One limitation of this study is that it is a single case study of one top wheel gymnastics athlete, so it is impossible to say whether similar trends would be observed in all athletes. In this study, we were concerned that individual differences in the psychological index and HRV could lead to the discovery of a false relationship between HRV and mental health, and we sought to address this through a single long-term case study of one top wheel gymnastics athlete. However, for example, in the case of endurance events, which have been studied extensively and have different competition characteristics, the evaluation indices reflected by the HRV may differ. Therefore, studies that consider the characteristics of the events are necessary. In addition, although it was shown that resting HRV and standing HRV may reflect different physiological responses, the difference between the two indices has not yet been examined in practice and should be studied in the future.
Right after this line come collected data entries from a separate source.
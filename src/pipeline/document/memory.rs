//! In-memory [`RawDocument`] for content already produced by a conversion
//! backend, plus loaders for the two on-disk interchange formats.

use std::path::Path;

use serde::Deserialize;

use super::types::{Grid, RawDocument};
use super::DocumentError;

/// A document whose text lines and tables are held in memory.
#[derive(Debug, Clone, Default)]
pub struct MemoryDocument {
    lines: Vec<String>,
    tables: Vec<Grid>,
}

/// JSON interchange shape: `{"text": [...], "tables": [[[...]]]}`.
/// `text` may also be a single string.
#[derive(Deserialize)]
struct DocumentJson {
    #[serde(default)]
    text: TextJson,
    #[serde(default)]
    tables: Vec<Grid>,
}

#[derive(Deserialize)]
#[serde(untagged)]
enum TextJson {
    Lines(Vec<String>),
    Flat(String),
}

impl Default for TextJson {
    fn default() -> Self {
        Self::Lines(Vec::new())
    }
}

impl MemoryDocument {
    pub fn new(lines: Vec<String>, tables: Vec<Grid>) -> Self {
        Self { lines, tables }
    }

    /// Narrative-only document from a flat text stream.
    pub fn from_text(text: &str) -> Self {
        Self {
            lines: text.lines().map(str::to_string).collect(),
            tables: Vec::new(),
        }
    }

    /// Document with tables and the flat text the backend read alongside them.
    pub fn from_tables(tables: Vec<Grid>, text: &str) -> Self {
        Self {
            lines: text.lines().map(str::to_string).collect(),
            tables,
        }
    }

    /// Parse the JSON interchange format.
    pub fn from_json_str(json: &str) -> Result<Self, DocumentError> {
        let raw: DocumentJson = serde_json::from_str(json)?;
        let lines = match raw.text {
            TextJson::Lines(lines) => lines,
            TextJson::Flat(text) => text.lines().map(str::to_string).collect(),
        };
        Ok(Self::new(lines, raw.tables))
    }

    /// Load from disk: `.txt`/`.md` as flat text, `.json` as the interchange format.
    pub fn load(path: &Path) -> Result<Self, DocumentError> {
        let ext = path
            .extension()
            .and_then(|e| e.to_str())
            .map(str::to_ascii_lowercase)
            .unwrap_or_default();

        match ext.as_str() {
            "txt" | "md" => {
                let text = std::fs::read_to_string(path)?;
                Ok(Self::from_text(&text))
            }
            "json" => {
                let json = std::fs::read_to_string(path)?;
                Self::from_json_str(&json)
            }
            _ => Err(DocumentError::UnsupportedFormat(path.to_path_buf())),
        }
    }
}

impl RawDocument for MemoryDocument {
    fn get_text(&self) -> Result<Vec<String>, DocumentError> {
        Ok(self.lines.clone())
    }

    fn get_tables(&self) -> Result<Vec<Grid>, DocumentError> {
        Ok(self.tables.clone())
    }
}

#[cfg(test)]
mod tests {
    use super::*;

    #[test]
    fn from_text_splits_lines() {
        let doc = MemoryDocument::from_text("1. First\n2. Second");
        assert_eq!(doc.get_text().unwrap(), vec!["1. First", "2. Second"]);
        assert!(doc.get_tables().unwrap().is_empty());
        assert_eq!(doc.probe_first_page_tables().unwrap(), 0);
    }

    #[test]
    fn json_accepts_line_array_and_tables() {
        let doc = MemoryDocument::from_json_str(
            r#"{"text": ["a", "b"], "tables": [[["S No", "Input"], ["1.", "x"]]]}"#,
        )
        .unwrap();
        assert_eq!(doc.get_text().unwrap().len(), 2);
        let tables = doc.get_tables().unwrap();
        assert_eq!(tables.len(), 1);
        assert_eq!(tables[0][1][0], "1.");
    }

    #[test]
    fn json_accepts_flat_text_and_missing_tables() {
        let doc = MemoryDocument::from_json_str(r#"{"text": "line one\nline two"}"#).unwrap();
        assert_eq!(doc.get_text().unwrap(), vec!["line one", "line two"]);
        assert!(doc.get_tables().unwrap().is_empty());
    }

    #[test]
    fn invalid_json_is_an_error() {
        let result = MemoryDocument::from_json_str("{not json");
        assert!(matches!(result, Err(DocumentError::InvalidJson(_))));
    }

    #[test]
    fn load_reads_text_files() {
        let dir = tempfile::tempdir().unwrap();
        let path = dir.path().join("report.txt");
        std::fs::write(&path, "1. Something happened.\n").unwrap();
        let doc = MemoryDocument::load(&path).unwrap();
        assert_eq!(doc.get_text().unwrap(), vec!["1. Something happened."]);
    }

    #[test]
    fn load_rejects_unknown_extension() {
        let dir = tempfile::tempdir().unwrap();
        let path = dir.path().join("report.pdf");
        std::fs::write(&path, b"%PDF").unwrap();
        assert!(matches!(
            MemoryDocument::load(&path),
            Err(DocumentError::UnsupportedFormat(_))
        ));
    }
}
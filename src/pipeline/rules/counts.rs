//! Cadre strength and ammunition counts.

use std::sync::LazyLock;

use regex::Regex;

/// Cadre patterns in priority order. Each yields a `(min, max)` pair.
/// Counts are capped at three digits so a year ahead of "cadres" is not read
/// as a headcount.
static CADRE_PATTERNS: LazyLock<[Regex; 4]> = LazyLock::new(|| {
    [
        // explicit range: "gp of 8/10 cadres", "5-7 militants"
        r"(?i)\b(\d{1,3})\s*(?:/|-|to)\s*(\d{1,3})\s*(?:x\s*)?(?:cadres?|militants?)\b",
        // approximate: "approx 20 x"
        r"(?i)\bapprox(?:imately|\.)?\s*(\d{1,3})\s*x\b",
        // counted: "12 x cadres"
        r"(?i)\b(\d{1,3})\s*x\s*(?:cadres?|militants?)\b",
        // bare, with an optional group word: "2 NSCN(IM) cadres"
        r"(?i)\b(\d{1,3})\s+(?:[a-z][\w()/\-]*\s+)?(?:cadres?|militants?)\b",
    ]
    .map(|p| Regex::new(p).expect("valid regex"))
});

static AMMUNITION: LazyLock<Regex> = LazyLock::new(|| {
    Regex::new(r"(?i)\b(\d{1,5})\s*x\s*(?:rpg\s*)?(?:rounds?|rds)\b").expect("valid regex")
});

/// Reported cadre strength as `(min, max)`.
///
/// Every pattern is scanned and the candidate with the largest upper bound
/// wins; on a tie the higher-priority pattern is kept. A range written high
/// to low is normalised so that `min <= max`.
pub fn cadre_strength(text: &str) -> Option<(u32, u32)> {
    let mut best: Option<(u32, u32)> = None;
    for re in CADRE_PATTERNS.iter() {
        for caps in re.captures_iter(text) {
            let Some(first) = caps.get(1).and_then(|m| m.as_str().parse::<u32>().ok()) else {
                continue;
            };
            let second = caps
                .get(2)
                .and_then(|m| m.as_str().parse::<u32>().ok())
                .unwrap_or(first);
            let candidate = (first.min(second), first.max(second));
            if best.map_or(true, |(_, max)| candidate.1 > max) {
                best = Some(candidate);
            }
        }
    }
    best
}

/// Largest `<N> x rounds` figure in the text.
pub fn ammunition(text: &str) -> Option<u32> {
    AMMUNITION
        .captures_iter(text)
        .filter_map(|c| c[1].parse::<u32>().ok())
        .max()
}

#[cfg(test)]
mod tests {
    use super::*;

    #[test]
    fn bare_count_with_group_word() {
        assert_eq!(cadre_strength("apprehended 2 NSCN(IM) cadres near Mon"), Some((2, 2)));
        assert_eq!(cadre_strength("3 militants fled"), Some((3, 3)));
    }

    #[test]
    fn explicit_range() {
        assert_eq!(cadre_strength("a gp of 8/10 cadres"), Some((8, 10)));
        assert_eq!(cadre_strength("10-6 cadres"), Some((6, 10)));
    }

    #[test]
    fn approximate_and_counted() {
        assert_eq!(cadre_strength("approx 20 x ULFA seen"), Some((20, 20)));
        assert_eq!(cadre_strength("12 x cadres moved"), Some((12, 12)));
    }

    #[test]
    fn largest_upper_bound_wins() {
        let text = "a gp of 4/6 cadres, later joined by 15 cadres";
        assert_eq!(cadre_strength(text), Some((15, 15)));
    }

    #[test]
    fn range_beats_bare_count_on_tie() {
        assert_eq!(cadre_strength("5/10 cadres"), Some((5, 10)));
    }

    #[test]
    fn year_before_cadres_is_not_a_count() {
        let text = "On 15 Jan 2024 cadres of NSCN(IM), a gp of 2 cadres, were seen near Mon";
        assert_eq!(cadre_strength(text), Some((2, 2)));
        assert_eq!(cadre_strength("in 2023 militants regrouped"), None);
    }

    #[test]
    fn no_count_is_none() {
        assert_eq!(cadre_strength("cadres seen near the camp"), None);
        assert_eq!(cadre_strength("On 15-Jan-24, troops moved"), None);
    }

    #[test]
    fn ammunition_takes_max() {
        assert_eq!(ammunition("fired 3 x rds and later 12 x rounds"), Some(12));
        assert_eq!(ammunition("2 x RPG rounds fired"), Some(2));
        assert_eq!(ammunition("2 x cadres"), None);
    }
}
use super::types::{RawDocument, StructureKind};

/// Decide whether a document is tabular or narrative.
///
/// Probes the first page for ruled tables. Any table means `Tabular`.
/// A probe failure is treated as "no tables" so this never fails; the
/// orchestrator re-validates the decision after segmentation.
pub fn classify(doc: &dyn RawDocument) -> StructureKind {
    match doc.probe_first_page_tables() {
        Ok(n) if n > 0 => {
            tracing::info!(tables = n, "Table-based document detected");
            StructureKind::Tabular
        }
        Ok(_) => {
            tracing::info!("Narrative document detected");
            StructureKind::Narrative
        }
        Err(e) => {
            tracing::warn!(error = %e, "Table probe failed, treating document as narrative");
            StructureKind::Narrative
        }
    }
}
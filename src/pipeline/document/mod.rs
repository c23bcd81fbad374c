//! Source document access and structure classification.
//!
//! The document-to-text conversion itself is an external collaborator; this
//! module only sees its output through [`RawDocument`]: a flat list of text
//! lines and a list of cell grids.

pub mod types;
pub mod memory;
pub mod classify;

pub use types::*;
pub use memory::MemoryDocument;
pub use classify::classify;

use std::path::PathBuf;

use thiserror::Error;

#[derive(Error, Debug)]
pub enum DocumentError {
    #[error("I/O error: {0}")]
    Io(#[from] std::io::Error),

    #[error("Table probe failed: {0}")]
    TableProbe(String),

    #[error("Text extraction failed: {0}")]
    TextExtraction(String),

    #[error("Invalid document JSON: {0}")]
    InvalidJson(#[from] serde_json::Error),

    #[error("Unsupported document format: {0}")]
    UnsupportedFormat(PathBuf),
}
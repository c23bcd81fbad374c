use crate::models::COLUMNS;

/// System instruction sent with every enrichment call.
pub const SYSTEM_PROMPT: &str = "\
You are a defence intelligence data extraction analyst.

Extract structured fields from the BODY TEXT into the given schema.

Rules:
- Do not hallucinate. Do not infer details that are not stated.
- Use null for any field the text does not state.
- cadres_min, cadres_max and ammunition are integers.
- Always write input_summary when body text exists: factual, at most 3 lines.
- Return only one valid JSON object.";

/// The 19-key schema with every value null, in column order.
pub fn schema_template() -> String {
    let fields: Vec<String> = COLUMNS
        .iter()
        .map(|c| format!("  \"{}\": null", c.key()))
        .collect();
    format!("{{\n{}\n}}", fields.join(",\n"))
}

/// User message: schema followed by the (already truncated) block text.
pub fn build_user_prompt(body: &str) -> String {
    format!(
        "Extract the following fields.\n\nSCHEMA:\n{}\n\nBODY TEXT:\n\"\"\"\n{}\n\"\"\"\n\nReturn strictly valid JSON.",
        schema_template(),
        body
    )
}
//! Who was involved: formation type, armed group, and leader.

use std::sync::LazyLock;

use regex::Regex;

use super::patterns::{ranked_name, KeywordMatcher, NAME, RANK};

/// First formation keyword present in the text, by table priority.
pub fn formation(text: &str, keywords: &[KeywordMatcher]) -> Option<String> {
    keywords
        .iter()
        .find(|k| k.is_match(text))
        .map(|k| k.label.clone())
}

// ──────────────────────────────────────────────
// Group / faction
// ──────────────────────────────────────────────

/// Group code with an optional faction suffix: `ULFA`, `NSCN(IM)`, `PLA (M)`.
const GROUP: &str = r"([A-Z][A-Z0-9]{2,5}(?:\s?\([A-Z0-9/\-]{1,8}\))?)";

/// Contextual templates, tried in order.
static GROUP_TEMPLATES: LazyLock<Vec<Regex>> = LazyLock::new(|| {
    [
        format!(r"\b{GROUP}\s+(?i:cadres?)\b"),
        format!(r"(?i:\bcadres?\s+of)\s+{GROUP}"),
        format!(r"\b{GROUP}\s+COB\b"),
        format!(r"\b{GROUP}\s+(?i:camp)\b"),
        format!(r"\b{GROUP}\s+is\s+plg\b"),
    ]
    .iter()
    .map(|p| Regex::new(p).expect("valid regex"))
    .collect()
});

/// Armed group named in the text, else the carried-forward header.
pub fn group(text: &str, context: Option<&str>) -> Option<String> {
    GROUP_TEMPLATES
        .iter()
        .find_map(|re| re.captures(text).map(|c| c[1].to_string()))
        .or_else(|| context.map(str::to_string))
}

// ──────────────────────────────────────────────
// Leader
// ──────────────────────────────────────────────

/// Leader templates in priority order. The first template that matches wins.
static LEADER_TEMPLATES: LazyLock<Vec<Regex>> = LazyLock::new(|| {
    let ranked = ranked_name();
    [
        format!(r"(?i:\bled\s+by)\s+({ranked})"),
        format!(r"(?i:\bchaired\s+by)\s+({ranked})"),
        format!(r"(?i:\bheaded\s+by)\s+({ranked})"),
        format!(r"(?i:\bnamed)\s+((?:[A-Z]{{1,3}}\s+)?(?:{RANK}\.?\s+)?{NAME})"),
        format!(
            r"\b((?:SS\s+)?(?:Lt\s+Gen|Maj\s+Gen|Lt\s+Col|Sgt\s+Maj|Brig|Col|Maj|Capt|Sgt)\.?\s+{NAME})"
        ),
    ]
    .iter()
    .map(|p| Regex::new(p).expect("valid regex"))
    .collect()
});

/// Leader named in the text.
pub fn leader(text: &str) -> Option<String> {
    LEADER_TEMPLATES
        .iter()
        .find_map(|re| re.captures(text).map(|c| c[1].trim().to_string()))
}
//! Lenient parsing of the service reply into a record.

use std::sync::LazyLock;

use regex::Regex;
use serde_json::Value;

use super::EnrichmentError;
use crate::models::{ExtractedRecord, FieldValue, COLUMNS};

/// Reasoning preamble emitted by some models before the answer.
static THINK_BLOCK: LazyLock<Regex> =
    LazyLock::new(|| Regex::new(r"(?s)<think>.*?</think>").expect("valid regex"));

/// Strings models use to mean "no value".
const PLACEHOLDERS: &[&str] = &["", "null", "n/a", "na", "none", "nil", "-", "unknown"];

/// Remove `<think>…</think>` blocks. A dangling `</think>` (open tag cut off)
/// drops everything before it.
pub fn strip_reasoning(raw: &str) -> String {
    let cleaned = THINK_BLOCK.replace_all(raw, "");
    match cleaned.rfind("</think>") {
        Some(pos) => cleaned[pos + "</think>".len()..].to_string(),
        None => cleaned.into_owned(),
    }
}

/// Slice from the first `{` to the last `}`.
pub fn locate_payload(text: &str) -> Result<&str, EnrichmentError> {
    if text.trim().is_empty() {
        return Err(EnrichmentError::EmptyResponse);
    }
    let start = text.find('{').ok_or(EnrichmentError::NoPayload)?;
    let end = text.rfind('}').ok_or(EnrichmentError::NoPayload)?;
    if end < start {
        return Err(EnrichmentError::NoPayload);
    }
    Ok(&text[start..=end])
}

/// Parse a raw reply into a record. Unknown keys are ignored; values of the
/// wrong shape become `None` rather than failing the whole payload.
pub fn parse_payload(raw: &str) -> Result<ExtractedRecord, EnrichmentError> {
    let cleaned = strip_reasoning(raw);
    let payload = locate_payload(&cleaned)?;
    let value: Value = serde_json::from_str(payload)
        .map_err(|e| EnrichmentError::MalformedPayload(e.to_string()))?;
    let Value::Object(map) = value else {
        return Err(EnrichmentError::MalformedPayload("payload is not an object".into()));
    };

    let mut record = ExtractedRecord::new();
    for column in COLUMNS {
        if let Some(v) = map.get(column.key()) {
            record.set(column, field_value(v));
        }
    }
    Ok(record)
}

fn field_value(value: &Value) -> Option<FieldValue> {
    match value {
        Value::String(s) => text_value(s),
        Value::Number(n) => match n.as_u64().and_then(|v| u32::try_from(v).ok()) {
            Some(count) => Some(FieldValue::Count(count)),
            None => Some(FieldValue::Text(n.to_string())),
        },
        Value::Array(items) => {
            let parts: Vec<String> = items
                .iter()
                .filter_map(|item| match field_value(item)? {
                    FieldValue::Text(s) => Some(s),
                    FieldValue::Count(n) => Some(n.to_string()),
                })
                .collect();
            if parts.is_empty() {
                None
            } else {
                Some(FieldValue::Text(parts.join(", ")))
            }
        }
        Value::Null | Value::Bool(_) | Value::Object(_) => None,
    }
}

fn text_value(s: &str) -> Option<FieldValue> {
    let trimmed = s.trim();
    if PLACEHOLDERS.iter().any(|p| trimmed.eq_ignore_ascii_case(p)) {
        None
    } else {
        Some(FieldValue::Text(trimmed.to_string()))
    }
}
Furthermore, although this study was conducted during the coronavirus disease 2019 (COVID-19) pandemic, it did not account for the impact of the pandemic. It has been suggested (World Health Organization, n.d.) that the COVID-19 pandemic may have had a detrimental effect on mental health, including anxiety and stress; however, higher SOC may have helped reduce the degree of distress and stress during this period (Kase et al., 2023). The SOC of the athlete in this study did not change significantly during the measurement period, suggesting that the impact of the pandemic was small and did not affect the study results.

Conclusions

This study revealed that awake-standing HRV is related to depression and fatigue indices in athletes. The significance of this study is that, over 20 months during the COVID-19 pandemic period, we continuously measured HRV and applied psychological scales to assess mental health in one athlete. Although there have been many studies on condition assessment using waking HRV methods in endurance events, few have reported scoring events, which is significant. This study’s findings, including the POMS2 and K6 scores, which were found to be related to HRV in this study, can be useful biomarkers for the prediction of precarious mental health.